» **EXERCISE REQUIREMENTS**: Reproduce the entries in full, with no changes.

» **STORED DATA**:
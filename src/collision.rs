//! Contact with hazards, pickups, power-up expiry, and fall-death.

use std::time::Duration;

use crate::config::Tuning;
use crate::entities::{Collectible, CollectibleKind, Hazard, Player};
use crate::ruleset::Ruleset;

// ── Hazards ───────────────────────────────────────────────────────────────────

#[derive(Clone, Debug, PartialEq)]
pub struct HazardOutcome {
    pub hazards: Vec<Hazard>,
    pub score_gain: u32,
    /// Id of the hazard that ended the run.
    pub lethal: Option<u32>,
}

/// Distance-threshold contact, measured from the player's body centre.
pub fn within_reach(player: &Player, hazard: &Hazard, tuning: &Tuning) -> bool {
    let dx = (player.x - hazard.x).abs();
    let dy = (player.y - tuning.body_offset - hazard.y).abs();
    dx < tuning.hazard_reach_x && dy < tuning.hazard_reach_y
}

/// Check every live hazard in list order.
///
/// A powered player defeats what it touches; otherwise the first contact is
/// lethal and the scan stops there.
pub fn resolve_hazards(player: &Player, hazards: &[Hazard], ruleset: &dyn Ruleset) -> HazardOutcome {
    let tuning = ruleset.tuning();
    let mut hazards = hazards.to_vec();
    let mut score_gain: u32 = 0;

    for hazard in hazards.iter_mut() {
        if !hazard.alive || !ruleset.touches(player, hazard) {
            continue;
        }
        if player.is_powered {
            hazard.alive = false;
            score_gain = score_gain.saturating_add(tuning.defeat_bonus);
            tracing::debug!(hazard = hazard.id, "hazard defeated");
        } else {
            return HazardOutcome {
                lethal: Some(hazard.id),
                hazards,
                score_gain,
            };
        }
    }

    HazardOutcome {
        hazards,
        score_gain,
        lethal: None,
    }
}

// ── Pickups ───────────────────────────────────────────────────────────────────

#[derive(Clone, Debug, PartialEq)]
pub struct PickupOutcome {
    pub player: Player,
    pub collectibles: Vec<Collectible>,
    pub score_gain: u32,
}

pub fn collect_pickups(
    player: &Player,
    collectibles: &[Collectible],
    now: Duration,
    tuning: &Tuning,
) -> PickupOutcome {
    let mut player = player.clone();
    let mut collectibles = collectibles.to_vec();
    let mut score_gain: u32 = 0;

    for item in collectibles.iter_mut().filter(|c| !c.collected) {
        let dx = (player.x - item.x).abs();
        let dy = (player.y - item.y).abs();
        if dx >= tuning.pickup_reach_x || dy >= tuning.pickup_reach_y {
            continue;
        }
        item.collected = true;
        match item.kind {
            CollectibleKind::Coin => score_gain = score_gain.saturating_add(tuning.coin_bonus),
            CollectibleKind::Power => {
                player.is_powered = true;
                player.power_expiry = Some(now + tuning.power_duration());
                score_gain = score_gain.saturating_add(tuning.power_bonus);
            }
        }
        tracing::debug!(item = item.id, kind = ?item.kind, "collected");
    }

    PickupOutcome {
        player,
        collectibles,
        score_gain,
    }
}

// ── Power-up and world bounds ─────────────────────────────────────────────────

/// Drop the power-up once its deadline has been reached.
pub fn expire_power(player: &Player, now: Duration) -> Player {
    let mut p = player.clone();
    if p.is_powered && p.power_expiry.map_or(true, |deadline| now >= deadline) {
        p.is_powered = false;
        p.power_expiry = None;
    }
    p
}

pub fn fell_out(player: &Player, tuning: &Tuning) -> bool {
    player.y > tuning.fall_limit
}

» **YOUR SOLUTION**:
filename src/collision.rs
//! Contact with hazards, pickups, power-up expiry, and fall-death.

use std::time::Duration;

use crate::config::Tuning;
use crate::entities::{Collectible, CollectibleKind, Hazard, Player};
use crate::ruleset::Ruleset;

// ── Hazards ───────────────────────────────────────────────────────────────────

#[derive(Clone, Debug, PartialEq)]
pub struct HazardOutcome {
    pub hazards: Vec<Hazard>,
    pub score_gain: u32,
    /// Id of the hazard that ended the run.
    pub lethal: Option<u32>,
}

/// Distance-threshold contact, measured from the player's body centre.
pub fn within_reach(player: &Player, hazard: &Hazard, tuning: &Tuning) -> bool {
    let dx = (player.x - hazard.x).abs();
    let dy = (player.y - tuning.body_offset - hazard.y).abs();
    dx < tuning.hazard_reach_x && dy < tuning.hazard_reach_y
}

/// Check every live hazard in list order.
///
/// A powered player defeats what it touches; otherwise the first contact is
/// lethal and the scan stops there.
pub fn resolve_hazards(player: &Player, hazards: &[Hazard], ruleset: &dyn Ruleset) -> HazardOutcome {
    let tuning = ruleset.tuning();
    let mut hazards = hazards.to_vec();
    let mut score_gain: u32 = 0;

    for hazard in hazards.iter_mut() {
        if !hazard.alive || !ruleset.touches(player, hazard) {
            continue;
        }
        if player.is_powered {
            hazard.alive = false;
            score_gain = score_gain.saturating_add(tuning.defeat_bonus);
            tracing::debug!(hazard = hazard.id, "hazard defeated");
        } else {
            return HazardOutcome {
                lethal: Some(hazard.id),
                hazards,
                score_gain,
            };
        }
    }

    HazardOutcome {
        hazards,
        score_gain,
        lethal: None,
    }
}

// ── Pickups ───────────────────────────────────────────────────────────────────

#[derive(Clone, Debug, PartialEq)]
pub struct PickupOutcome {
    pub player: Player,
    pub collectibles: Vec<Collectible>,
    pub score_gain: u32,
}

pub fn collect_pickups(
    player: &Player,
    collectibles: &[Collectible],
    now: Duration,
    tuning: &Tuning,
) -> PickupOutcome {
    let mut player = player.clone();
    let mut collectibles = collectibles.to_vec();
    let mut score_gain: u32 = 0;

    for item in collectibles.iter_mut().filter(|c| !c.collected) {
        let dx = (player.x - item.x).abs();
        let dy = (player.y - item.y).abs();
        if dx >= tuning.pickup_reach_x || dy >= tuning.pickup_reach_y {
            continue;
        }
        item.collected = true;
        match item.kind {
            CollectibleKind::Coin => score_gain = score_gain.saturating_add(tuning.coin_bonus),
            CollectibleKind::Power => {
                player.is_powered = true;
                player.power_expiry = Some(now + tuning.power_duration());
                score_gain = score_gain.saturating_add(tuning.power_bonus);
            }
        }
        tracing::debug!(item = item.id, kind = ?item.kind, "collected");
    }

    PickupOutcome {
        player,
        collectibles,
        score_gain,
    }
}

// ── Power-up and world bounds ─────────────────────────────────────────────────

/// Drop the power-up once its deadline has been reached.
pub fn expire_power(player: &Player, now: Duration) -> Player {
    let mut p = player.clone();
    if p.is_powered && p.power_expiry.map_or(true, |deadline| now >= deadline) {
        p.is_powered = false;
        p.power_expiry = None;
    }
    p
}

pub fn fell_out(player: &Player, tuning: &Tuning) -> bool {
    player.y > tuning.fall_limit
}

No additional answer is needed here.